Ils s’envolent vers la Belgique grâce aux cerfs-volants,
emportant avec eux ce message, répété inlassablement
: « nous ne sommes pas des terroristes ». Ils survolent
Jérusalem, ville sainte mais interdite, où ils évitent
les tirs israéliens, et puis mettent le cap sur la Méditerranée
et ses plages, si proches à seulement 12km, mais inaccessibles
pour cause de mur, de checks points et de « sécurité
», leitmotiv des autorités israéliennes. L’hypocrisie sécuritaire…Pendant 10 jours, nous partageons le quotidien de
nos stagiaires et de nos partenaires palestiniens dans la région
de Qalqilya. Sur une route de campagne déjà étranglée
de part et d’autre par des clôtures, au-delà du
village de Habla, au milieu de nulle part, un trio de soldats israéliens
bloque les voitures palestiniennes. Les conducteurs doivent attendre
en moyenne 2 heures, sous un soleil vertical, le signe d’un
gamin en treillis qui n’a pas plus de 22 ans. Ces soldats semblent
s’ennuyer profondément, mais ils doivent appliquer des
ordres. « Que faites-vous ici, dans les territoires palestiniens
?» nous demande un soldat. « Et vous ? ». Regard
fuyant, moment de gêne, pas de réponse. Au barrage d’Azzoun
Atma, un village au sud de Qalqilya, le soldat qui interroge est hargneux.

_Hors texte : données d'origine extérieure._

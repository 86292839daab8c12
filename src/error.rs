//! Error types for the retrieval and answering engine.

/// Failures reported by the embedding or generation capability.
#[derive(Debug, Clone, thiserror::Error)]
pub enum ProviderError {
    /// Backoff signal from the provider; worth retrying with smaller batches.
    #[error("provider rate limited: {0}")]
    RateLimited(String),
    /// Provider could not be reached.
    #[error("provider unavailable: {0}")]
    Unavailable(String),
    /// Any other provider-side failure.
    #[error("provider failed: {0}")]
    Failed(String),
    /// Provider returned vectors of the wrong shape.
    #[error("provider returned {got} vectors of dimension {dimension}, expected {expected}")]
    DimensionMismatch {
        expected: usize,
        dimension: usize,
        got: usize,
    },
}

impl ProviderError {
    pub fn is_rate_limited(&self) -> bool {
        matches!(self, ProviderError::RateLimited(_))
    }
}

/// Failures of the vector index and its persistence.
#[derive(Debug, thiserror::Error)]
pub enum IndexError {
    #[error("io error: {0}")]
    Io(#[from] std::io::Error),
    #[error("lmdb error: {0}")]
    Lmdb(#[from] heed::Error),
    #[error("entry codec error: {0}")]
    Codec(#[from] bincode::Error),
    #[error("vector dimension mismatch: expected {expected}, got {got}")]
    DimensionMismatch { expected: usize, got: usize },
}

/// Errors surfaced to callers of the orchestrator.
#[derive(Debug, thiserror::Error)]
pub enum RagError {
    /// Bad caller input (empty query, out-of-range `top_k`); never retried.
    #[error("invalid request: {0}")]
    Validation(String),
    #[error(transparent)]
    Index(#[from] IndexError),
    #[error(transparent)]
    Provider(#[from] ProviderError),
    /// The transaction store collaborator failed.
    #[error("storage error: {0}")]
    Storage(String),
}
//! Transaction records and their indexed text/metadata form.

use serde::{Deserialize, Serialize};
use std::fmt;

const UNKNOWN_DATE: &str = "unknown_date";
const UNKNOWN_TYPE: &str = "unknown_type";
const UNCATEGORIZED: &str = "uncategorized";

#[derive(Debug, Clone, Copy, PartialEq, Eq, Serialize, Deserialize)]
pub enum TransactionType {
    Income,
    Expense,
}

impl fmt::Display for TransactionType {
    fn fmt(&self, f: &mut fmt::Formatter<'_>) -> fmt::Result {
        match self {
            TransactionType::Income => write!(f, "Income"),
            TransactionType::Expense => write!(f, "Expense"),
        }
    }
}

/// A row from the transaction store. Everything except the ids may be absent.
#[derive(Debug, Clone, PartialEq, Serialize, Deserialize)]
pub struct TransactionRecord {
    pub id: i64,
    pub user_id: i64,
    #[serde(default)]
    pub date: Option<String>,
    #[serde(default)]
    pub category: Option<String>,
    #[serde(default)]
    pub note: Option<String>,
    #[serde(default)]
    pub amount: Option<f64>,
    #[serde(default, rename = "type")]
    pub kind: Option<TransactionType>,
}

/// Stringified view of a transaction stored next to its vector.
#[derive(Debug, Clone, PartialEq, Eq, Serialize, Deserialize)]
pub struct DocumentMetadata {
    pub id: String,
    pub user_id: String,
    pub date: String,
    #[serde(rename = "type")]
    pub kind: String,
    pub category: String,
    pub amount: String,
    pub note: String,
}

#[derive(Debug, Clone, PartialEq, Serialize, Deserialize)]
pub struct IndexedDocument {
    pub content: String,
    pub metadata: DocumentMetadata,
}

impl IndexedDocument {
    pub fn from_transaction(transaction: &TransactionRecord) -> Self {
        Self {
            content: format_transaction(transaction),
            metadata: create_metadata(transaction),
        }
    }
}

/// Formats the fields in their canonical order. Output depends on field values only.
pub fn format_transaction(transaction: &TransactionRecord) -> String {
    let kind = transaction
        .kind
        .map(|kind| kind.to_string())
        .unwrap_or_else(|| UNKNOWN_TYPE.to_string());
    format_line(
        &transaction.id.to_string(),
        &transaction.user_id.to_string(),
        transaction.date.as_deref().unwrap_or(UNKNOWN_DATE),
        &kind,
        transaction.category.as_deref().unwrap_or(UNCATEGORIZED),
        transaction.amount.unwrap_or(0.0),
        transaction.note.as_deref().unwrap_or(""),
    )
}

pub fn create_metadata(transaction: &TransactionRecord) -> DocumentMetadata {
    DocumentMetadata {
        id: transaction.id.to_string(),
        user_id: transaction.user_id.to_string(),
        date: transaction
            .date
            .clone()
            .unwrap_or_else(|| UNKNOWN_DATE.to_string()),
        kind: transaction.kind.map(|kind| kind.to_string()).unwrap_or_default(),
        category: transaction.category.clone().unwrap_or_default(),
        amount: format!("{:?}", transaction.amount.unwrap_or(0.0)),
        note: transaction.note.clone().unwrap_or_default(),
    }
}

/// Shared by the indexer and the context block handed to the generator.
pub(crate) fn format_line(
    id: &str,
    user_id: &str,
    date: &str,
    kind: &str,
    category: &str,
    amount: f64,
    note: &str,
) -> String {
    format!(
        "Transaction ID: {id} | User: {user_id} | Date: {date} | Type: {kind} | \
         Category: {category} | Amount: ${amount:.2} | Note: {note}"
    )
}
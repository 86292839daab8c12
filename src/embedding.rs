//! Embedding capability consumed by the indexer and retriever.

use sha2::{Digest, Sha256};

use crate::config::Number;
use crate::error::ProviderError;
use crate::vector_ops::normalize_vector;

/// Maps texts to fixed-dimension vectors. Calls are blocking and batched.
pub trait Embedder: Send + Sync {
    /// Identifier persisted as the index fingerprint.
    fn model_id(&self) -> &str;

    fn dimensions(&self) -> usize;

    /// One vector per input text, in input order.
    fn embed(&self, texts: &[String]) -> Result<Vec<Vec<Number>>, ProviderError>;

    fn embed_one(&self, text: &str) -> Result<Vec<Number>, ProviderError> {
        let mut vectors = self.embed(&[text.to_string()])?;
        match vectors.pop() {
            Some(vector) if vectors.is_empty() => Ok(vector),
            _ => Err(ProviderError::Failed(
                "expected exactly one embedding".to_string(),
            )),
        }
    }
}

/// Checks a provider response against the requested batch before it reaches the index.
pub fn check_batch(
    embedder: &dyn Embedder,
    requested: usize,
    vectors: &[Vec<Number>],
) -> Result<(), ProviderError> {
    let expected = embedder.dimensions();
    let bad_dimension = vectors.iter().find(|v| v.len() != expected).map(Vec::len);
    if vectors.len() != requested || bad_dimension.is_some() {
        return Err(ProviderError::DimensionMismatch {
            expected,
            dimension: bad_dimension.unwrap_or(expected),
            got: vectors.len(),
        });
    }
    Ok(())
}

/// Offline embedder: each lower-cased token is hashed with SHA-256 into one of
/// `dimensions` signed buckets, then the vector is L2-normalised.
#[derive(Debug, Clone)]
pub struct HashingEmbedder {
    dimensions: usize,
    model_id: String,
}

impl HashingEmbedder {
    pub fn new(dimensions: usize) -> Self {
        Self {
            dimensions,
            model_id: format!("hashing-sha256-d{dimensions}"),
        }
    }

    fn embed_text(&self, text: &str) -> Vec<Number> {
        let mut vector = vec![0.0; self.dimensions];
        if self.dimensions == 0 {
            return vector;
        }
        for token in tokenize(text) {
            let digest = Sha256::digest(token.as_bytes());
            let mut bucket_bytes = [0u8; 8];
            bucket_bytes.copy_from_slice(&digest[..8]);
            let bucket = (u64::from_le_bytes(bucket_bytes) % self.dimensions as u64) as usize;
            let sign = if digest[8] & 1 == 0 { 1.0 } else { -1.0 };
            vector[bucket] += sign;
        }
        normalize_vector(&mut vector);
        vector
    }
}

impl Embedder for HashingEmbedder {
    fn model_id(&self) -> &str {
        &self.model_id
    }

    fn dimensions(&self) -> usize {
        self.dimensions
    }

    fn embed(&self, texts: &[String]) -> Result<Vec<Vec<Number>>, ProviderError> {
        Ok(texts.iter().map(|text| self.embed_text(text)).collect())
    }
}

fn tokenize(text: &str) -> impl Iterator<Item = String> + '_ {
    text.split(|c: char| !c.is_alphanumeric())
        .filter(|token| !token.is_empty())
        .map(str::to_lowercase)
}
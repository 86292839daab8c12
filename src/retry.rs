//! Batch-embedding retry policy used when a provider rejects a full batch.

use std::ops::Range;
use std::time::Duration;

use crate::config::Number;
use crate::embedding::{check_batch, Embedder};
use crate::error::{IndexError, ProviderError, RagError};

#[derive(Debug, Clone, PartialEq, Eq)]
pub struct RetryPolicy {
    batch_size: usize,
    max_attempts: usize,
    pause: Duration,
}

impl Default for RetryPolicy {
    fn default() -> Self {
        Self::new(10, 3, Duration::from_millis(500))
    }
}

impl RetryPolicy {
    pub fn new(batch_size: usize, max_attempts: usize, pause: Duration) -> Self {
        Self {
            batch_size: batch_size.max(1),
            max_attempts: max_attempts.max(1),
            pause,
        }
    }

    /// No waiting between batches or attempts.
    pub fn immediate(batch_size: usize, max_attempts: usize) -> Self {
        Self::new(batch_size, max_attempts, Duration::ZERO)
    }

    pub fn batch_size(&self) -> usize {
        self.batch_size
    }

    pub fn max_attempts(&self) -> usize {
        self.max_attempts
    }

    /// Sub-batch ranges covering `0..total`.
    pub fn batches(&self, total: usize) -> impl Iterator<Item = Range<usize>> {
        let size = self.batch_size;
        (0..total)
            .step_by(size)
            .map(move |start| start..(start + size).min(total))
    }

    /// Pause before attempt number `attempt` (1-based) of a sub-batch. Only
    /// rate-limit errors back off, doubling each time.
    pub fn backoff(&self, attempt: usize, error: &ProviderError) -> Duration {
        if attempt <= 1 {
            return Duration::ZERO;
        }
        let factor = if error.is_rate_limited() {
            1u32 << (attempt - 2).min(16)
        } else {
            1
        };
        self.pause * factor
    }

    /// Pause between two consecutive sub-batches.
    pub fn pause(&self) -> Duration {
        self.pause
    }
}

/// What a batched embedding run committed.
#[derive(Debug, Default)]
pub struct BatchOutcome {
    pub committed: usize,
    pub batches: usize,
    /// Why the run stopped early: an exhausted provider or a rejected commit.
    pub failure: Option<RagError>,
}

fn embed_checked(embedder: &dyn Embedder, texts: &[String]) -> Result<Vec<Vec<Number>>, ProviderError> {
    let vectors = embedder.embed(texts)?;
    check_batch(embedder, texts.len(), &vectors)?;
    Ok(vectors)
}

/// Embeds `texts` in one call; if that fails, falls back to sub-batches of
/// `policy.batch_size()` with pauses in between. `commit` receives the range
/// and vectors of every batch that embedded successfully.
///
/// Stops at the first sub-batch that exhausts its attempts, and at the first
/// commit error, which is not retried.
pub fn embed_in_batches<F>(
    embedder: &dyn Embedder,
    texts: &[String],
    policy: &RetryPolicy,
    sleep: &dyn Fn(Duration),
    mut commit: F,
) -> BatchOutcome
where
    F: FnMut(Range<usize>, Vec<Vec<Number>>) -> Result<(), IndexError>,
{
    let mut outcome = BatchOutcome::default();
    if texts.is_empty() {
        return outcome;
    }

    match embed_checked(embedder, texts) {
        Ok(vectors) => {
            if let Err(err) = commit(0..texts.len(), vectors) {
                log::error!("failed to commit {} embedded documents: {err}", texts.len());
                outcome.failure = Some(err.into());
                return outcome;
            }
            outcome.committed = texts.len();
            outcome.batches = 1;
            return outcome;
        }
        Err(err) => {
            log::warn!(
                "batch embedding of {} documents failed ({err}); retrying in batches of {}",
                texts.len(),
                policy.batch_size()
            );
        }
    }

    for (batch_number, range) in policy.batches(texts.len()).enumerate() {
        if batch_number > 0 {
            sleep(policy.pause());
        }
        let batch = &texts[range.clone()];
        let mut attempt = 1;
        let vectors = loop {
            log::info!(
                "retry batch {}: {} documents (attempt {attempt})",
                batch_number + 1,
                batch.len()
            );
            match embed_checked(embedder, batch) {
                Ok(vectors) => break vectors,
                Err(err) if attempt < policy.max_attempts() => {
                    log::warn!("retry batch {} failed: {err}", batch_number + 1);
                    attempt += 1;
                    sleep(policy.backoff(attempt, &err));
                }
                Err(err) => {
                    log::warn!("retry batch {} gave up after {attempt} attempts: {err}", batch_number + 1);
                    outcome.failure = Some(err.into());
                    return outcome;
                }
            }
        };
        if let Err(err) = commit(range, vectors) {
            log::error!("failed to commit retry batch {}: {err}", batch_number + 1);
            outcome.failure = Some(err.into());
            return outcome;
        }
        outcome.committed += batch.len();
        outcome.batches += 1;
    }
    outcome
}

#[cfg(test)]
mod tests {
    use super::*;
    use pretty_assertions::assert_eq;
    use std::cell::RefCell;
    use std::sync::Mutex;

    /// Fails every call whose batch is larger than `max_batch`, and the first
    /// `flaky` calls of any size.
    struct PickyEmbedder {
        max_batch: usize,
        flaky: Mutex<usize>,
        calls: Mutex<Vec<usize>>,
    }

    impl PickyEmbedder {
        fn new(max_batch: usize, flaky: usize) -> Self {
            Self {
                max_batch,
                flaky: Mutex::new(flaky),
                calls: Mutex::new(Vec::new()),
            }
        }
    }

    impl Embedder for PickyEmbedder {
        fn model_id(&self) -> &str {
            "picky"
        }

        fn dimensions(&self) -> usize {
            8
        }

        fn embed(&self, texts: &[String]) -> Result<Vec<Vec<Number>>, ProviderError> {
            self.calls.lock().unwrap().push(texts.len());
            if texts.len() > self.max_batch {
                return Err(ProviderError::RateLimited("batch too large".into()));
            }
            let mut flaky = self.flaky.lock().unwrap();
            if *flaky > 0 {
                *flaky -= 1;
                return Err(ProviderError::RateLimited("slow down".into()));
            }
            Ok(texts.iter().map(|_| vec![1.0; 8]).collect())
        }
    }

    fn texts(n: usize) -> Vec<String> {
        (0..n).map(|i| format!("doc {i}")).collect()
    }

    #[test]
    fn batches_cover_range() {
        let policy = RetryPolicy::immediate(10, 1);
        let ranges: Vec<_> = policy.batches(25).collect();
        assert_eq!(ranges, vec![0..10, 10..20, 20..25]);
        assert_eq!(policy.batches(0).count(), 0);
    }

    #[test]
    fn backoff_doubles_only_for_rate_limits() {
        let policy = RetryPolicy::new(10, 4, Duration::from_millis(100));
        let limited = ProviderError::RateLimited("x".into());
        let down = ProviderError::Unavailable("x".into());
        assert_eq!(policy.backoff(1, &limited), Duration::ZERO);
        assert_eq!(policy.backoff(2, &limited), Duration::from_millis(100));
        assert_eq!(policy.backoff(3, &limited), Duration::from_millis(200));
        assert_eq!(policy.backoff(3, &down), Duration::from_millis(100));
    }

    #[test]
    fn single_call_when_batch_succeeds() {
        let embedder = PickyEmbedder::new(100, 0);
        let outcome = embed_in_batches(
            &embedder,
            &texts(25),
            &RetryPolicy::immediate(10, 1),
            &|_| {},
            |_, _| Ok(()),
        );
        assert_eq!(outcome.committed, 25);
        assert_eq!(outcome.batches, 1);
        assert_eq!(*embedder.calls.lock().unwrap(), vec![25]);
    }

    #[test]
    fn falls_back_to_sub_batches_with_pauses() {
        let embedder = PickyEmbedder::new(10, 0);
        let pauses = RefCell::new(Vec::new());
        let mut committed = Vec::new();
        let outcome = embed_in_batches(
            &embedder,
            &texts(25),
            &RetryPolicy::new(10, 1, Duration::from_millis(5)),
            &|d| pauses.borrow_mut().push(d),
            |range, vectors| {
                assert_eq!(range.len(), vectors.len());
                committed.push(range);
                Ok(())
            },
        );
        assert_eq!(outcome.committed, 25);
        assert_eq!(outcome.batches, 3);
        assert!(outcome.failure.is_none());
        assert_eq!(committed, vec![0..10, 10..20, 20..25]);
        assert_eq!(*embedder.calls.lock().unwrap(), vec![25, 10, 10, 5]);
        assert_eq!(pauses.borrow().len(), 2);
    }

    #[test]
    fn flaky_sub_batch_is_retried() {
        // First full call fails on size, first sub-batch call fails once.
        let embedder = PickyEmbedder::new(10, 1);
        let outcome = embed_in_batches(
            &embedder,
            &texts(15),
            &RetryPolicy::immediate(10, 2),
            &|_| {},
            |_, _| Ok(()),
        );
        assert_eq!(outcome.committed, 15);
        assert_eq!(*embedder.calls.lock().unwrap(), vec![15, 10, 10, 5]);
    }

    #[test]
    fn exhausted_batch_stops_the_run() {
        let embedder = PickyEmbedder::new(0, 0);
        let outcome = embed_in_batches(
            &embedder,
            &texts(15),
            &RetryPolicy::immediate(10, 2),
            &|_| {},
            |_, _| Ok(()),
        );
        assert_eq!(outcome.committed, 0);
        assert!(matches!(
            outcome.failure,
            Some(RagError::Provider(ProviderError::RateLimited(_)))
        ));
        assert_eq!(*embedder.calls.lock().unwrap(), vec![15, 10, 10]);
    }

    #[test]
    fn rejected_commit_stops_without_retry() {
        let embedder = PickyEmbedder::new(100, 0);
        let outcome = embed_in_batches(
            &embedder,
            &texts(25),
            &RetryPolicy::immediate(10, 3),
            &|_| {},
            |_, _| Err(IndexError::DimensionMismatch { expected: 8, got: 4 }),
        );
        assert_eq!(outcome.committed, 0);
        assert!(matches!(
            outcome.failure,
            Some(RagError::Index(IndexError::DimensionMismatch { .. }))
        ));
        assert_eq!(*embedder.calls.lock().unwrap(), vec![25]);
    }
}
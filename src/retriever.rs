//! User-scoped nearest-neighbour lookup over the shared vector index.

use serde::{Deserialize, Serialize};
use std::collections::HashSet;

use crate::config::{Number, RetrievalOptions};
use crate::database::{SearchHit, VectorStore};
use crate::document::format_line;
use crate::embedding::Embedder;
use crate::error::ProviderError;

/// A retrieved transaction with its metadata coerced back to native types.
#[derive(Debug, Clone, PartialEq, Serialize, Deserialize)]
pub struct TransactionMatch {
    pub id: i64,
    pub user_id: i64,
    pub date: String,
    #[serde(rename = "type")]
    pub kind: String,
    pub category: String,
    pub amount: f64,
    pub note: String,
    /// Cosine distance to the query; lower is closer.
    pub score: Number,
}

impl TransactionMatch {
    fn from_hit(hit: &SearchHit) -> Option<Self> {
        let metadata = &hit.entry.metadata;
        Some(Self {
            id: metadata.id.trim().parse().ok()?,
            user_id: metadata.user_id.trim().parse().ok()?,
            date: metadata.date.clone(),
            kind: metadata.kind.clone(),
            category: metadata.category.clone(),
            amount: metadata.amount.trim().parse().unwrap_or(0.0),
            note: metadata.note.clone(),
            score: hit.distance,
        })
    }

    /// Same canonical line the indexer embeds.
    pub fn context_line(&self) -> String {
        format_line(
            &self.id.to_string(),
            &self.user_id.to_string(),
            &self.date,
            &self.kind,
            &self.category,
            self.amount,
            &self.note,
        )
    }
}

#[derive(Debug, Clone, Default)]
pub struct Retriever {
    options: RetrievalOptions,
}

impl Retriever {
    pub fn new(options: RetrievalOptions) -> Self {
        Self { options }
    }

    fn scoped_query(&self, user_id: i64, query: &str) -> String {
        if self.options.user_scope_prefix {
            format!("user:{user_id} {query}")
        } else {
            query.to_string()
        }
    }

    /// Up to `top_k` distinct transactions owned by `user_id`, closest first.
    ///
    /// The index is searched for `top_k * over_fetch_factor` neighbours; when
    /// filtering leaves fewer than `top_k` and the index has more to give, the
    /// fetch size doubles for up to `max_widen_rounds` more searches.
    pub fn retrieve(
        &self,
        index: &dyn VectorStore,
        embedder: &dyn Embedder,
        user_id: i64,
        query: &str,
        top_k: usize,
    ) -> Result<Vec<TransactionMatch>, ProviderError> {
        if top_k == 0 || index.is_empty() {
            return Ok(Vec::new());
        }

        let query_embedding = embedder.embed_one(&self.scoped_query(user_id, query))?;
        let total = index.len();
        let mut fetch = top_k.saturating_mul(self.options.over_fetch_factor).max(top_k);
        let mut round = 0;

        loop {
            let hits = index.search(&query_embedding, fetch);
            let matches = self.filter_hits(&hits, user_id, top_k);
            let exhausted = fetch >= total || round >= self.options.max_widen_rounds;
            if matches.len() >= top_k || exhausted {
                log::info!(
                    "retrieved {} matches for user_id={user_id} (fetched {fetch} of {total}) query='{}'",
                    matches.len(),
                    query.chars().take(60).collect::<String>()
                );
                return Ok(matches);
            }
            round += 1;
            fetch = fetch.saturating_mul(2).min(total);
            log::debug!("widening search for user_id={user_id} to k={fetch}");
        }
    }

    fn filter_hits(&self, hits: &[SearchHit], user_id: i64, top_k: usize) -> Vec<TransactionMatch> {
        let mut seen = HashSet::new();
        let mut matches = Vec::with_capacity(top_k);
        for hit in hits {
            let Some(candidate) = TransactionMatch::from_hit(hit) else {
                log::warn!(
                    "skipping entry with unparsable metadata id={:?} user_id={:?}",
                    hit.entry.metadata.id,
                    hit.entry.metadata.user_id
                );
                continue;
            };
            if candidate.user_id != user_id || !seen.insert(candidate.id) {
                continue;
            }
            matches.push(candidate);
            if matches.len() >= top_k {
                break;
            }
        }
        matches
    }
}
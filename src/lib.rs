//! Retrieval-augmented answers over a user's personal finance transactions.

pub mod ann;
pub mod config;
pub mod database;
pub mod document;
pub mod embedding;
pub mod error;
pub mod gate;
pub mod generation;
pub mod orchestrator;
pub mod retriever;
pub mod retry;
pub mod storage;
pub mod synthesizer;
pub mod vector_ops;

pub use config::Settings;
pub use database::{IndexStats, VectorIndex, VectorStore};
pub use document::{IndexedDocument, TransactionRecord, TransactionType};
pub use embedding::{Embedder, HashingEmbedder};
pub use error::{IndexError, ProviderError, RagError};
pub use generation::{Generator, TemplateGenerator};
pub use orchestrator::{BuildState, QueryResponse, RagService, NOT_INDEXED_MESSAGE};
pub use retriever::TransactionMatch;
pub use storage::{
    ConversationStore, InMemoryConversationStore, InMemoryTransactionStore, JsonlTransactionStore,
    TransactionStore,
};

Ici, l’armée de l’Etat hébreu ne laisse
passer que les habitants domiciliés officiellement. Personne
d’extérieur au village, ni les médecins, ni les
enseignants, ni les fonctionnaires de l’Autorité palestinienne
n’ont le droit d’entrer dans le village. Mais à
l’autre bout de la localité, la clôture dite de
sécurité a été découpée.
L’ouverture débouche sur une route express israélienne
qui mène en 10 minutes à Tel Aviv. Des milliers de Palestiniens
s’y engouffrent chaque jour, au vu et su des soldats de Tsahal,
pour chercher du travail côté israélien. Nous
constatons à plusieurs reprises, en plusieurs endroits, et
contrairement à ce qu’affirme le gouvernement israélien,
que le mur ne protège pas des attentats. Ce mur est franchissable,
et les autorités israéliennes le savent. Si les attentats
sont devenus rarissimes, c’est avant tout le résultat
du choix de la grande majorité des Palestiniens. L’étranglement inéluctable…Sur le terrain, l’objectif politique israélien nous apparaît évident, éclatant, inexorable. Le mur et ses clôtures corollaires n’ont qu’un seul but : s’approprier un maximum de terres palestiniennes et garder un minimum de Palestiniens. Nous l’avons vu : tous les moyens sont utilisés, y compris le déversement systématique des égouts provenant des colonies sur les villes et villages palestiniens. La région de Qalqilya est riche en eau mais les stations de pompage sont contrôlées par Israël, y compris celles qui subsistent à l’intérieur du mur. L’Etat hébreu limite la consommation d’eau et facture celle-ci à l’Autorité palestinienne. Il fait payer aux Palestiniens ce qui leur appartient. Un fermier raconte, résigné : « Il y a quelques mois, l’armée est arrivée avec un bulldozer. Les soldats ont détruit ma bergerie. Ils ont placé des barbelés et pendant une semaine, ont interdit l’accès à une partie de mes champs. L’année prochaine, il vous sera probablement impossible de venir ici». Et de fait, les membres d’Artistes contre le mur qui viennent depuis 4 ans prennent la mesure des terres arrachées chaque année en deçà du mur, toujours plus à l’intérieur vers la ville. Nous assistons à l’interminable étranglement de toute une société.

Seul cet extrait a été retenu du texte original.